Nota: este artículo empieza en la página 3 de la edición en papel. El número entre corchetes [
X] corresponde a la página de esa edición
Al cumplirse el centenario de la epifanía revolucionaria del Ultraísmo en España, nadie puede poner en duda el papel decisivo que este movimiento de vanguardia desempeñó en la galvanización estética de la juventud artística española a finales de la segunda década del siglo XX. Más allá de su originalidad teórica o de la lozanía de sus frutos, objeto polémico y contumaz de la crítica desde los años veinte, es incontestable la convulsión estética que el Ultraísmo acarreó, la libertad creativa con que inundó el alma de la juventud creadora del momento, y la esperanzada primavera que sembró en el imparable renacimiento artístico que culminaría en el veintisiete. Es, a este respecto, muy significativo el poder que la palabra «ultraísta» tenía en los elitistas y reducidos ambientes artísticos e intelectuales de la época cuando se trataba de motejar inequívocamente a un joven creador, como en su momento, lustros atrás, ocurrió con la palabra «modernista».

Quizá por ello son muy ejemplificadores los testimonios ajenos a las propias filas ultraístas o a las de sus próximos, como es el caso del de Rosa Chacel, quien recuerda, a propósito de los años de formación de su marido Timoteo Pérez Rubio y de ella misma en el Madrid de la segunda década del siglo XX, lo siguiente: «Timoteo no hizo nunca nada que le destacase como extravagante —ni yo tampoco, conviene advertir—, no se contó entre los revolucionarios —ni yo tampoco—, y por esto formábamos una unidad —lo que se suele llamar una unión— que aspiraba a la perfecta normalidad —treinta años más tarde dije, “Ese es el escándalo que yo quiero dar”— en la estación primaveral del ULTRA, en el camino hacia el futurismo, surrealismo, anarquismo subterráneo, esteticismo, literatura como base, ejemplo, dechado… La literatura empezaba a hacer pinitos, empezaba a responder porque respondía a lo incomprobable» (Chacel 1980: 17-18).

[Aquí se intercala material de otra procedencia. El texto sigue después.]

//! End-to-end tests for the client-facing surfaces: WebSocket handshake
//! rules, the control channel, and the HTTP inventory endpoints.

use std::net::SocketAddr;
use std::sync::Arc;
use std::time::Instant;

use axum::body::Body;
use axum::http::{Request, StatusCode};
use futures_util::{SinkExt, StreamExt};
use serde_json::{json, Value};
use tokio_tungstenite::connect_async;
use tokio_tungstenite::tungstenite::client::IntoClientRequest;
use tokio_tungstenite::tungstenite::http::HeaderValue;
use tokio_tungstenite::tungstenite::Message;
use tower::util::ServiceExt;

use voxgate::config::Config;
use voxgate::server::http::{http_router, HttpState};
use voxgate::server::{ws_router, ServerState};

async fn spawn_ws_server() -> (SocketAddr, ServerState) {
    let state = ServerState::new(Arc::new(Config::default()));
    let router = ws_router(state.clone());
    let listener = tokio::net::TcpListener::bind("127.0.0.1:0").await.unwrap();
    let addr = listener.local_addr().unwrap();
    tokio::spawn(async move {
        axum::serve(listener, router).await.unwrap();
    });
    (addr, state)
}

async fn next_json(
    ws: &mut (impl futures_util::Stream<Item = Result<Message, tokio_tungstenite::tungstenite::Error>>
              + Unpin),
) -> Value {
    loop {
        match ws.next().await.expect("stream ended").expect("ws error") {
            Message::Text(text) => return serde_json::from_str(&text).unwrap(),
            Message::Ping(_) | Message::Pong(_) => continue,
            other => panic!("unexpected message: {:?}", other),
        }
    }
}

#[tokio::test]
async fn test_missing_device_id_rejected_with_1008() {
    let (addr, _) = spawn_ws_server().await;
    let (mut ws, _) = connect_async(format!("ws://{}/", addr)).await.unwrap();

    let error = next_json(&mut ws).await;
    assert_eq!(error["type"], "error");
    assert_eq!(error["data"]["error"], "缺少 device-id 参数");

    match ws.next().await {
        Some(Ok(Message::Close(Some(frame)))) => {
            assert_eq!(u16::from(frame.code), 1008);
        }
        other => panic!("expected close frame, got {:?}", other),
    }
}

#[tokio::test]
async fn test_hello_on_accept_with_device_id_header() {
    let (addr, _) = spawn_ws_server().await;
    let mut request = format!("ws://{}/", addr).into_client_request().unwrap();
    request
        .headers_mut()
        .insert("device-id", HeaderValue::from_static("dev-42"));
    let (mut ws, _) = connect_async(request).await.unwrap();

    let hello = next_json(&mut ws).await;
    assert_eq!(hello["type"], "hello");
    assert_eq!(hello["status"], "connected");
    assert!(!hello["session_id"].as_str().unwrap().is_empty());
}

#[tokio::test]
async fn test_device_id_accepted_via_query_param() {
    let (addr, _) = spawn_ws_server().await;
    let (mut ws, _) = connect_async(format!("ws://{}/?device-id=dev-77", addr))
        .await
        .unwrap();
    let hello = next_json(&mut ws).await;
    assert_eq!(hello["type"], "hello");
}

#[tokio::test]
async fn test_ping_pong_round_trip() {
    let (addr, _) = spawn_ws_server().await;
    let (mut ws, _) = connect_async(format!("ws://{}/?device-id=dev-1", addr))
        .await
        .unwrap();
    let _hello = next_json(&mut ws).await;

    ws.send(Message::Text(
        json!({"type": "control", "data": {"command": "ping"}})
            .to_string()
            .into(),
    ))
    .await
    .unwrap();

    let pong = next_json(&mut ws).await;
    assert_eq!(pong["type"], "control");
    assert_eq!(pong["data"]["command"], "pong");
}

#[tokio::test]
async fn test_config_message_updates_registry() {
    let (addr, state) = spawn_ws_server().await;
    let (mut ws, _) = connect_async(format!("ws://{}/?device-id=dev-1&client-id=c-9", addr))
        .await
        .unwrap();
    let _hello = next_json(&mut ws).await;

    ws.send(Message::Text(
        json!({
            "type": "config",
            "deviceInfo": {"macAddress": "aa:bb:cc", "deviceModel": "esp32"},
        })
        .to_string()
        .into(),
    ))
    .await
    .unwrap();

    // ping round-trip guarantees the config message was processed
    ws.send(Message::Text(
        json!({"type": "control", "data": {"command": "ping"}})
            .to_string()
            .into(),
    ))
    .await
    .unwrap();
    let _pong = next_json(&mut ws).await;

    let devices = state.registry.devices().await;
    let device = devices.iter().find(|d| d.client_id == "c-9").unwrap();
    assert_eq!(device.mac_address.as_deref(), Some("aa:bb:cc"));
    assert_eq!(device.device_model.as_deref(), Some("esp32"));
}

#[tokio::test]
async fn test_text_turn_without_llm_reports_error() {
    // No providers configured: a text turn must fail the turn, not the
    // connection.
    let (addr, _) = spawn_ws_server().await;
    let (mut ws, _) = connect_async(format!("ws://{}/?device-id=dev-1", addr))
        .await
        .unwrap();
    let _hello = next_json(&mut ws).await;

    ws.send(Message::Text(
        json!({"type": "text", "text": "你好"}).to_string().into(),
    ))
    .await
    .unwrap();

    let error = next_json(&mut ws).await;
    assert_eq!(error["type"], "error");

    // the connection survives the failed turn
    ws.send(Message::Text(
        json!({"type": "control", "data": {"command": "ping"}})
            .to_string()
            .into(),
    ))
    .await
    .unwrap();
    let pong = next_json(&mut ws).await;
    assert_eq!(pong["data"]["command"], "pong");
}

// ─── HTTP surface ────────────────────────────────────────────

fn http_state() -> HttpState {
    HttpState {
        config: Arc::new(Config::default()),
        registry: voxgate::ConnectionRegistry::new(),
        started_at: Instant::now(),
    }
}

async fn body_json(response: axum::response::Response) -> Value {
    let bytes = axum::body::to_bytes(response.into_body(), usize::MAX)
        .await
        .unwrap();
    serde_json::from_slice(&bytes).unwrap()
}

#[tokio::test]
async fn test_health_endpoint() {
    let app = http_router(http_state());
    let response = app
        .oneshot(Request::builder().uri("/health").body(Body::empty()).unwrap())
        .await
        .unwrap();
    assert_eq!(response.status(), StatusCode::OK);
    let body = body_json(response).await;
    assert_eq!(body["status"], "ok");
}

#[tokio::test]
async fn test_devices_endpoint_reflects_registry() {
    let state = http_state();
    state.registry.add_device("c-1").await;
    state
        .registry
        .update_device_info("c-1", Some("aa:bb".to_string()), None)
        .await;

    let app = http_router(state);
    let response = app
        .oneshot(
            Request::builder()
                .uri("/api/devices")
                .body(Body::empty())
                .unwrap(),
        )
        .await
        .unwrap();
    let body = body_json(response).await;
    assert_eq!(body["total"], 1);
    assert_eq!(body["devices"][0]["macAddress"], "aa:bb");
}

#[tokio::test]
async fn test_ota_get_advertises_endpoints() {
    let app = http_router(http_state());
    let response = app
        .oneshot(
            Request::builder()
                .uri("/xiaozhi/ota/")
                .body(Body::empty())
                .unwrap(),
        )
        .await
        .unwrap();
    let body = body_json(response).await;
    assert!(body["websocketUrl"].as_str().unwrap().starts_with("ws://"));
    assert!(body["firmwareUrl"]
        .as_str()
        .unwrap()
        .ends_with("/download/firmware.bin"));
}

#[tokio::test]
async fn test_vision_endpoint_is_stubbed() {
    let app = http_router(http_state());
    let response = app
        .oneshot(
            Request::builder()
                .method("POST")
                .uri("/xiaozhi/vision/")
                .header("content-type", "application/json")
                .body(Body::empty())
                .unwrap(),
        )
        .await
        .unwrap();
    assert_eq!(response.status(), StatusCode::OK);
    let body = body_json(response).await;
    assert_eq!(body["success"], true);
}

No cabe duda de que el Ultraísmo promovió ese «hacer pinitos» de la literatura de la época y no tuvo reparos en protagonizar más de un escándalo. La gimnasia poética, el desentumecimiento lírico que el Ultraísmo propició con sus atrevimientos, experimentos y extravagancias formales y con su remozamiento de los temas poéticos habituales hasta el momento abrió camino a una nueva lírica. Cansinos lo vio claro cuando en sus «Instrucciones para leer a los poetas ultraístas» abordaba el rasgo distintivo de la «oscuridad» en la nueva poesía y cómo poder afrontarla (Cansinos-Assens 1920:1-2); en similar sentido reaccionaría Guillermo de Torre ante las acusaciones de oscuridad hechas a la vanguardia poética ultraísta cuando declaraba: «como ha sostenido Lautréamont en el interesante prefacio de sus poesías, “no hay nada incomprensible”» (Torre 1921a: 59).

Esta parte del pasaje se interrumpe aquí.